» **Instructions for the task**
Report all lines of the records that contain "await".

» **Materials provided**
————
//! Back-office authentication service.
//!
//! Email + password sign-in with argon2 hashes stored on `shop.users`.
//! Only active `staff` and `admin` accounts may sign in.

mod error;

pub use error::AuthError;

use argon2::{
    Argon2,
    password_hash::{PasswordHash, PasswordHasher, PasswordVerifier, SaltString, rand_core::OsRng},
};
use sqlx::PgPool;

use emporium_core::{Email, UserId};
use emporium_db::{NewUser, RepositoryError, User, UserInput, UserRepository};

/// Back-office authentication service.
pub struct AdminAuthService<'a> {
    users: UserRepository<'a>,
}

impl<'a> AdminAuthService<'a> {
    /// Create a new authentication service.
    #[must_use]
    pub const fn new(pool: &'a PgPool) -> Self {
        Self {
            users: UserRepository::new(pool),
        }
    }

    /// Sign in with email and password.
    ///
    /// # Errors
    ///
    /// Returns `AuthError::InvalidCredentials` for an unknown email, a wrong
    /// password or an account without a password, and
    /// `AuthError::AccessDenied` for inactive or customer accounts.
    pub async fn login(&self, email: &str, password: &str) -> Result<User, AuthError> {
        let email = Email::parse(email).map_err(|_| AuthError::InvalidCredentials)?;

        let (user, password_hash) = self
            .users
            .credentials_for(&email)
            .await?
            .ok_or(AuthError::InvalidCredentials)?;

        verify_password(password, &password_hash)?;

        if !user.is_active || !user.role.can_access_admin() {
            return Err(AuthError::AccessDenied);
        }
        Ok(user)
    }

    /// Create an account, hashing the supplied password.
    ///
    /// # Errors
    ///
    /// Returns `AuthError::Repository` with a validation error for bad input
    /// or a conflict for a duplicate email.
    pub async fn create_user(&self, input: &UserInput) -> Result<User, AuthError> {
        let (email, name) = input.validate()?;
        let password_hash = input.password().map(hash_password).transpose()?;
        if password_hash.is_none() && input.role.can_access_admin() {
            return Err(AuthError::PasswordRequired);
        }
        if self.users.get_by_email(&email).await?.is_some() {
            return Err(RepositoryError::Conflict(format!("A user with email {email} already exists")).into());
        }

        let user = self
            .users
            .create(&NewUser {
                email,
                name,
                role: input.role,
                is_active: input.is_active,
                password_hash,
            })
            .await?;
        Ok(user)
    }

    /// Update an account. The password changes only when one is supplied.
    ///
    /// # Errors
    ///
    /// Returns `AuthError::Repository` for bad input or an unknown user.
    pub async fn update_user(&self, id: UserId, input: &UserInput) -> Result<User, AuthError> {
        let (email, name) = input.validate()?;
        let new_hash = input.password().map(hash_password).transpose()?;

        let user = self
            .users
            .update(id, &email, &name, input.role, input.is_active)
            .await?;
        if let Some(hash) = new_hash {
            self.users.set_password(id, &hash).await?;
            return Ok(User {
                has_password: true,
                ..user
            });
        }
        Ok(user)
    }
}

/// Hash a password with argon2id and a random salt.
///
/// # Errors
///
/// Returns `AuthError::PasswordHash` if hashing fails.
pub fn hash_password(password: &str) -> Result<String, AuthError> {
    let salt = SaltString::generate(&mut OsRng);
    Argon2::default()
        .hash_password(password.as_bytes(), &salt)
        .map(|hash| hash.to_string())
        .map_err(|_| AuthError::PasswordHash)
}

/// Verify a password against a stored PHC hash string.
///
/// # Errors
///
/// Returns `AuthError::InvalidCredentials` if the hash is malformed or the
/// password does not match.
pub fn verify_password(password: &str, hash: &str) -> Result<(), AuthError> {
    let parsed = PasswordHash::new(hash).map_err(|_| AuthError::InvalidCredentials)?;
    Argon2::default()
        .verify_password(password.as_bytes(), &parsed)
        .map_err(|_| AuthError::InvalidCredentials)
}

#[cfg(test)]
#[allow(clippy::unwrap_used)]
mod tests {
    use super::*;

    #[test]
    fn test_hash_and_verify() {
        let hash = hash_password("correct horse battery").unwrap();
        assert!(hash.starts_with("$argon2"));
        assert!(verify_password("correct horse battery", &hash).is_ok());
        assert!(matches!(
            verify_password("wrong horse battery", &hash),
            Err(AuthError::InvalidCredentials)
        ));
    }

    #[test]
    fn test_hashes_are_salted() {
        let a = hash_password("same password").unwrap();
        let b = hash_password("same password").unwrap();
        assert_ne!(a, b);
    }

    #[test]
    fn test_malformed_hash_is_invalid_credentials() {
        assert!(matches!(
            verify_password("anything", "not-a-phc-string"),
            Err(AuthError::InvalidCredentials)
        ));
    }

    #[test]
    fn test_auth_error_maps_to_validation() {
        let err: emporium_db::RepositoryError = AuthError::PasswordRequired.into();
        assert!(matches!(err, emporium_db::RepositoryError::Validation(_)));
    }
}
————
» **Task solution**
            .await?
        if self.users.get_by_email(&email).await?.is_some() {
            .await?;
            .await?;
            self.users.set_password(id, &hash).await?;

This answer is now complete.